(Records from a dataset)
━━━━━━━━━━━━━━━━━━━━

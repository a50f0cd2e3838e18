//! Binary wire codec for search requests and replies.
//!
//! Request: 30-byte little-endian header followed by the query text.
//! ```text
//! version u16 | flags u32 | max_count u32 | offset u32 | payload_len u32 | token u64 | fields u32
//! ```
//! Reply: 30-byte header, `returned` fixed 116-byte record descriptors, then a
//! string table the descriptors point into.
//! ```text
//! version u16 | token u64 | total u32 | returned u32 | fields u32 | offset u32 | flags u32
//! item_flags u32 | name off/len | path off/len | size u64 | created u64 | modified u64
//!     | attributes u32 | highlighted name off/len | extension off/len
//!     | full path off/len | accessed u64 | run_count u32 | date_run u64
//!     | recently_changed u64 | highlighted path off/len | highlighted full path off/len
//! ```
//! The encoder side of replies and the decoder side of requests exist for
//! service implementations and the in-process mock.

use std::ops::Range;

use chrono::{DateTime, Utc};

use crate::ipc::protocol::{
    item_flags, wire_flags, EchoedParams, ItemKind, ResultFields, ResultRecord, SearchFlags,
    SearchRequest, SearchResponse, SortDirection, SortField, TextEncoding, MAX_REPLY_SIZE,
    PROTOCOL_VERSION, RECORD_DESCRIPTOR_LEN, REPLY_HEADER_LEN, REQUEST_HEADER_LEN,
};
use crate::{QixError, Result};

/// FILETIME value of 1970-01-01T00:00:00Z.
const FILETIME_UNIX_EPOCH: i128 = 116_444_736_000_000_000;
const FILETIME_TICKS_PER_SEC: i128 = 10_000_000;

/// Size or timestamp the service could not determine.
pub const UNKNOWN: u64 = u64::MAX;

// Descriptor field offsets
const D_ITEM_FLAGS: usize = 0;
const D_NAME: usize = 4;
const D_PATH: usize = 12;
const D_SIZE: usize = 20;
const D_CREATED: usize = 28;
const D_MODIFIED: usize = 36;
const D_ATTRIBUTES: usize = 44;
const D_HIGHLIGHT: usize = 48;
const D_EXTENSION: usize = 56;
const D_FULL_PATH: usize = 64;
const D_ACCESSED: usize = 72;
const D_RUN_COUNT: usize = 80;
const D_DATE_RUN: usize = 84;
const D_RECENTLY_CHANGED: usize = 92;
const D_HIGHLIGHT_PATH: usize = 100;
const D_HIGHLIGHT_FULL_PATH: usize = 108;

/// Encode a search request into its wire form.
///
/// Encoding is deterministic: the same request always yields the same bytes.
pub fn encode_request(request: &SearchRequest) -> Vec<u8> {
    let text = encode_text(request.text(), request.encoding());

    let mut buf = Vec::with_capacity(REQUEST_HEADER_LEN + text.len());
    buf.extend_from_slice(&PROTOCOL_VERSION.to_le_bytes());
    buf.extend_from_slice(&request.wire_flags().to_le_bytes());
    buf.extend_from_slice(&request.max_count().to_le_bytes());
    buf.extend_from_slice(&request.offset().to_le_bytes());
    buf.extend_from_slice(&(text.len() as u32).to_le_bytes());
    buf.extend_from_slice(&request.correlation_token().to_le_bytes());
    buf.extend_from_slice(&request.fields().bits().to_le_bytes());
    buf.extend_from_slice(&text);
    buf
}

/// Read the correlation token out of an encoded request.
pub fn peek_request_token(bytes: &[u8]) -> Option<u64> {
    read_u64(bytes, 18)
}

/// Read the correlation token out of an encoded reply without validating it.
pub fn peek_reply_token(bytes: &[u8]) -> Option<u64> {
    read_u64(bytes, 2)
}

━━━━━━━━━━━━━━━━━━━━

Work required -> Find the line with "requests exist for" in the entries above. Retype it and each line after it, exactly, through the line with "const D_DATE_RUN: usize = 84;", and stop there.

Task response ->
//! The encoder side of replies and the decoder side of requests exist for
//! service implementations and the in-process mock.

use std::ops::Range;

use chrono::{DateTime, Utc};

use crate::ipc::protocol::{
    item_flags, wire_flags, EchoedParams, ItemKind, ResultFields, ResultRecord, SearchFlags,
    SearchRequest, SearchResponse, SortDirection, SortField, TextEncoding, MAX_REPLY_SIZE,
    PROTOCOL_VERSION, RECORD_DESCRIPTOR_LEN, REPLY_HEADER_LEN, REQUEST_HEADER_LEN,
};
use crate::{QixError, Result};

/// FILETIME value of 1970-01-01T00:00:00Z.
const FILETIME_UNIX_EPOCH: i128 = 116_444_736_000_000_000;
const FILETIME_TICKS_PER_SEC: i128 = 10_000_000;

/// Size or timestamp the service could not determine.
pub const UNKNOWN: u64 = u64::MAX;

// Descriptor field offsets
const D_ITEM_FLAGS: usize = 0;
const D_NAME: usize = 4;
const D_PATH: usize = 12;
const D_SIZE: usize = 20;
const D_CREATED: usize = 28;
const D_MODIFIED: usize = 36;
const D_ATTRIBUTES: usize = 44;
const D_HIGHLIGHT: usize = 48;
const D_EXTENSION: usize = 56;
const D_FULL_PATH: usize = 64;
const D_ACCESSED: usize = 72;
const D_RUN_COUNT: usize = 80;
const D_DATE_RUN: usize = 84;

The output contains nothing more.